Three studies published in 2007 pointed autism researchers toward the importance not only of mutations within the DNA code of specific genes, but also of variations in the number of copies of genes, known as Copy Number Variations (CNV). Created by submicroscopic deletions or duplications of DNA sequences, recent advances have only now allowed CNV to become routinely detectable, establishing an entirely new avenue of genetic research.

Armed with the latest technology and three different collections of patient DNA, including Autism Speaks' Autism Genetic Resource Exchange (AGRE), researchers at Cold Spring Harbor scanned the genome for the presence of CNV in autism. In February they reported that not only do individuals with autism have more CNV than individuals without autism, but that CNV in autism occur more often as “de novo” or spontaneous mutations (mutations not found in the DNA of either parent). They also found that these spontaneous CNV appear to be more common in families with only one child with autism (simplex) than those with multiple affected children (multiplex).

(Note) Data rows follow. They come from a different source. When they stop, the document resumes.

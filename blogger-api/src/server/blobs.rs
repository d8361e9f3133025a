//! Storage for uploaded post images.

use async_trait::async_trait;
use axum::body::Bytes;
use std::path::PathBuf;
use thiserror::Error;
use tokio::fs;
use tracing::debug;
use url::Url;

/// Route prefix [`FsBlobStore`] files are served under.
pub const BLOB_ROUTE: &str = "/blobs";

const MAX_EXTENSION_LEN: usize = 5;

#[derive(Debug, Error)]
pub enum BlobError {
    #[error("Blob could not be written: {0}")]
    Io(#[from] std::io::Error),
    #[error("Blob url could not be built: {0}")]
    Url(#[from] url::ParseError),
}

#[async_trait]
pub trait BlobStore: Send + Sync {
    /// Persists `bytes` and returns the absolute URL they can be fetched from.
    async fn store(&self, file_name: Option<&str>, bytes: Bytes) -> Result<String, BlobError>;
}

/// Writes blobs as files below one directory under random names.
#[derive(Clone, Eq, PartialEq, Debug, Hash)]
pub struct FsBlobStore {
    dir: PathBuf,
    base_url: Url,
}

impl FsBlobStore {
    /// `public_url` is the site root. The directory is created if missing.
    pub async fn new(dir: PathBuf, public_url: &Url) -> Result<Self, BlobError> {
        fs::create_dir_all(&dir).await?;
        let base_url = public_url.join(&format!("{}/", BLOB_ROUTE.trim_start_matches('/')))?;

        Ok(Self { dir, base_url })
    }
}

#[async_trait]
impl BlobStore for FsBlobStore {
    async fn store(&self, file_name: Option<&str>, bytes: Bytes) -> Result<String, BlobError> {
        let key = blob_key(rand::random(), file_name);
        fs::write(self.dir.join(&key), &bytes).await?;
        debug!(%key, len = bytes.len(), "Stored blob");

        Ok(self.base_url.join(&key)?.to_string())
    }
}

/// Hex of `random`, keeping a short alphanumeric extension of `file_name`.
fn blob_key(random: u128, file_name: Option<&str>) -> String {
    let extension = file_name
        .and_then(|name| name.rsplit_once('.'))
        .map(|(_, extension)| extension)
        .filter(|extension| {
            (1..=MAX_EXTENSION_LEN).contains(&extension.len())
                && extension.chars().all(|c| c.is_ascii_alphanumeric())
        });

    match extension {
        Some(extension) => format!("{random:032x}.{extension}"),
        None => format!("{random:032x}"),
    }
}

With their data suggesting that genetic mechanisms may be different in different types of autism, the researchers then carefully studied the inheritance pattern of autism in the many families in Autism Speaks' AGRE and IAN databases. In July they published that they could fit the data to a model in which there are at least two distinct ways that genes may play a role in the development of autism: spontaneous CNV might help to explain autism in simplex families, whereas inherited gene mutations may be at the root of autism spectrum disorders in a greater portion of multiplex families. Such a model is significant because although autism has been thought to have a strong genetic component, so far it has not been shown to be as clearly inherited as other simple genetic disorders.

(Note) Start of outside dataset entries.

//! Module for working with snowflake IDs.
//!
//! A snowflake packs, from the most significant bit down, 42 bits of
//! milliseconds since an [`Epoch`], a 5 bit worker id, a 5 bit process id and a
//! 12 bit increment.
//!
//! See <https://discord.com/developers/docs/reference#snowflakes>

use derive_where::derive_where;
use serde::{
    Deserialize, Deserializer, Serialize,
    de::{Error, Unexpected},
};
use std::{
    fmt::{Display, Formatter},
    marker::PhantomData,
};
use thiserror::Error;
use time::{Duration, UtcDateTime};

pub const TIMESTAMP_OFFSET: u32 = 22;
pub const TIMESTAMP_LENGTH: u32 = 42;
pub const WORKER_ID_OFFSET: u32 = 17;
pub const PROCESS_ID_OFFSET: u32 = 12;
pub const MACHINE_ID_LENGTH: u32 = 5;
pub const INCREMENT_LENGTH: u32 = 12;

const MACHINE_ID_MASK: u64 = (1 << MACHINE_ID_LENGTH) - 1;
const INCREMENT_MASK: u64 = (1 << INCREMENT_LENGTH) - 1;

pub trait Epoch {
    const EPOCH_TIME: UtcDateTime;
}

#[derive(Copy, Clone, Eq, PartialEq, Ord, PartialOrd, Debug, Hash, Error)]
pub enum SnowflakeTimeError {
    #[error("Specified time was before the snowflake epoch.")]
    TimeBeforeEpoch,
    #[error("Resulting timestamp uses too many bits.")]
    TimestampTooLarge,
}

macro_rules! machine_id {
    ($name:ident) => {
        #[derive(Copy, Clone, Eq, PartialEq, Ord, PartialOrd, Debug, Default, Hash, Serialize)]
        pub struct $name(u8);

        impl $name {
            #[must_use]
            pub fn new(id: u8) -> Option<Self> {
                (u64::from(id) <= MACHINE_ID_MASK).then_some(Self(id))
            }

            #[must_use]
            pub fn get(self) -> u8 {
                self.0
            }
        }

        impl<'de> Deserialize<'de> for $name {
            fn deserialize<D>(deserializer: D) -> Result<Self, D::Error>
            where
                D: Deserializer<'de>,
            {
                let inner = u8::deserialize(deserializer)?;
                Self::new(inner).ok_or_else(|| {
                    Error::invalid_value(Unexpected::Unsigned(inner.into()), &stringify!($name))
                })
            }
        }
    };
}

machine_id!(WorkerId);
machine_id!(ProcessId);

#[derive_where(Copy, Clone, Eq, PartialEq, Ord, PartialOrd, Debug, Default, Hash, Serialize, Deserialize)]
#[serde(transparent)]
pub struct Snowflake<SnowflakeEpoch>(u64, #[serde(skip)] PhantomData<SnowflakeEpoch>);

impl<SnowflakeEpoch> Snowflake<SnowflakeEpoch> {
    #[must_use]
    pub fn new(inner: u64) -> Self {
        Self(inner, PhantomData)
    }

    #[must_use]
    pub fn get(self) -> u64 {
        self.0
    }

    #[must_use]
    pub fn timestamp_millis(self) -> u64 {
        self.0 >> TIMESTAMP_OFFSET
    }

    #[must_use]
    pub fn worker_id(self) -> WorkerId {
        #[allow(clippy::cast_possible_truncation)]
        WorkerId(((self.0 >> WORKER_ID_OFFSET) & MACHINE_ID_MASK) as u8)
    }

    #[must_use]
    pub fn process_id(self) -> ProcessId {
        #[allow(clippy::cast_possible_truncation)]
        ProcessId(((self.0 >> PROCESS_ID_OFFSET) & MACHINE_ID_MASK) as u8)
    }

    #[must_use]
    pub fn increment(self) -> u16 {
        #[allow(clippy::cast_possible_truncation)]
        let increment = (self.0 & INCREMENT_MASK) as u16;
        increment
    }

    /// Packs the parts into a snowflake. The increment is truncated to its
    /// 12 bits.
    pub fn from_parts(
        time: UtcDateTime,
        worker_id: WorkerId,
        process_id: ProcessId,
        increment: u16,
    ) -> Result<Self, SnowflakeTimeError>
    where
        SnowflakeEpoch: Epoch,
    {
        let millis = (time - SnowflakeEpoch::EPOCH_TIME).whole_milliseconds();
        let millis = u64::try_from(millis).map_err(|_| SnowflakeTimeError::TimeBeforeEpoch)?;
        if millis >= 1 << TIMESTAMP_LENGTH {
            return Err(SnowflakeTimeError::TimestampTooLarge);
        }

        Ok(Self::new(
            millis << TIMESTAMP_OFFSET
                | u64::from(worker_id.get()) << WORKER_ID_OFFSET
                | u64::from(process_id.get()) << PROCESS_ID_OFFSET
                | u64::from(increment) & INCREMENT_MASK,
        ))
    }

    /// The moment this snowflake was generated, at millisecond precision.
    #[must_use]
    pub fn created_at(self) -> UtcDateTime
    where
        SnowflakeEpoch: Epoch,
    {
        #[allow(clippy::cast_possible_wrap)]
        let millis = self.timestamp_millis() as i64;
        SnowflakeEpoch::EPOCH_TIME + Duration::milliseconds(millis)
    }
}

impl<SnowflakeEpoch> Display for Snowflake<SnowflakeEpoch> {
    fn fmt(&self, f: &mut Formatter<'_>) -> std::fmt::Result {
        Display::fmt(&self.0, f)
    }
}

impl<SnowflakeEpoch> From<u64> for Snowflake<SnowflakeEpoch> {
    fn from(value: u64) -> Self {
        Self::new(value)
    }
}

#[derive_where(Copy, Clone, Eq, PartialEq, Debug, Hash)]
pub struct SnowflakeGenerator<SnowflakeEpoch> {
    worker_id: WorkerId,
    process_id: ProcessId,
    next_increment: u16,
    phantom_data: PhantomData<SnowflakeEpoch>,
}

impl<SnowflakeEpoch: Epoch> SnowflakeGenerator<SnowflakeEpoch> {
    #[must_use]
    pub fn new(worker_id: WorkerId, process_id: ProcessId) -> Self {
        Self {
            worker_id,
            process_id,
            next_increment: 0,
            phantom_data: PhantomData,
        }
    }

    pub fn generate_at(
        &mut self,
        time: UtcDateTime,
    ) -> Result<Snowflake<SnowflakeEpoch>, SnowflakeTimeError> {
        let snowflake =
            Snowflake::from_parts(time, self.worker_id, self.process_id, self.next_increment)?;

        #[allow(clippy::cast_possible_truncation)]
        let wrap = (INCREMENT_MASK + 1) as u16;
        self.next_increment = (self.next_increment + 1) % wrap;

        Ok(snowflake)
    }

    pub fn generate(&mut self) -> Result<Snowflake<SnowflakeEpoch>, SnowflakeTimeError> {
        self.generate_at(UtcDateTime::now())
    }
}

#[cfg(test)]
mod tests {
    use crate::snowflake::{
        Epoch, ProcessId, Snowflake, SnowflakeGenerator, SnowflakeTimeError, WorkerId,
    };
    use time::{Duration, UtcDateTime, macros::utc_datetime};

    struct MillennialEpoch;
    impl Epoch for MillennialEpoch {
        const EPOCH_TIME: UtcDateTime = utc_datetime!(2000-1-1 00:00);
    }

    #[test]
    fn machine_id_range() {
        for legal_id in [0, 0xD, 0x1F] {
            assert!(WorkerId::new(legal_id).is_some());
            assert!(ProcessId::new(legal_id).is_some());
        }
        for illegal_id in [0x20, 0xF0, u8::MAX] {
            assert!(WorkerId::new(illegal_id).is_none());
            assert!(ProcessId::new(illegal_id).is_none());
        }
    }

    #[test]
    fn parts_are_recoverable() {
        let time = utc_datetime!(2025-10-24 10:30);
        let worker_id = WorkerId::new(0b10101).unwrap();
        let process_id = ProcessId::new(0b10001).unwrap();

        let snowflake =
            Snowflake::<MillennialEpoch>::from_parts(time, worker_id, process_id, 100).unwrap();

        assert_eq!(snowflake.created_at(), time);
        assert_eq!(snowflake.worker_id(), worker_id);
        assert_eq!(snowflake.process_id(), process_id);
        assert_eq!(snowflake.increment(), 100);
    }

    #[test]
    fn time_out_of_range() {
        let worker_id = WorkerId::default();
        let process_id = ProcessId::default();

        assert_eq!(
            Snowflake::<MillennialEpoch>::from_parts(
                MillennialEpoch::EPOCH_TIME - Duration::milliseconds(1),
                worker_id,
                process_id,
                0
            ),
            Err(SnowflakeTimeError::TimeBeforeEpoch)
        );
        assert_eq!(
            Snowflake::<MillennialEpoch>::from_parts(
                MillennialEpoch::EPOCH_TIME + Duration::milliseconds(0x0400_0000_0000),
                worker_id,
                process_id,
                0
            ),
            Err(SnowflakeTimeError::TimestampTooLarge)
        );
    }

    #[test]
    fn generator_increments_and_wraps() {
        let time = utc_datetime!(2025-10-24 10:55);
        let mut generator =
            SnowflakeGenerator::<MillennialEpoch>::new(WorkerId::new(10).unwrap(), ProcessId::default());

        let first = generator.generate_at(time).unwrap();
        let second = generator.generate_at(time).unwrap();
        assert_eq!(first.increment(), 0);
        assert_eq!(second.increment(), 1);
        assert!(first < second);

        for _ in 2..0x1000 {
            generator.generate_at(time).unwrap();
        }
        assert_eq!(generator.generate_at(time).unwrap().increment(), 0);
    }
}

The team from Cold Spring Harbor has provided a new theory of autism risk that stands to influence how future autism genetic research is conceptualized. Although their results require replication, it also now leads to the question of what causes this increase in spontaneous CNV, opening the door to an exploration of the interplay between genetics and environmental factors. Possible risk factors include age of the parents, specific toxicological factors and accumulated exposures, as well as genetic predisposition.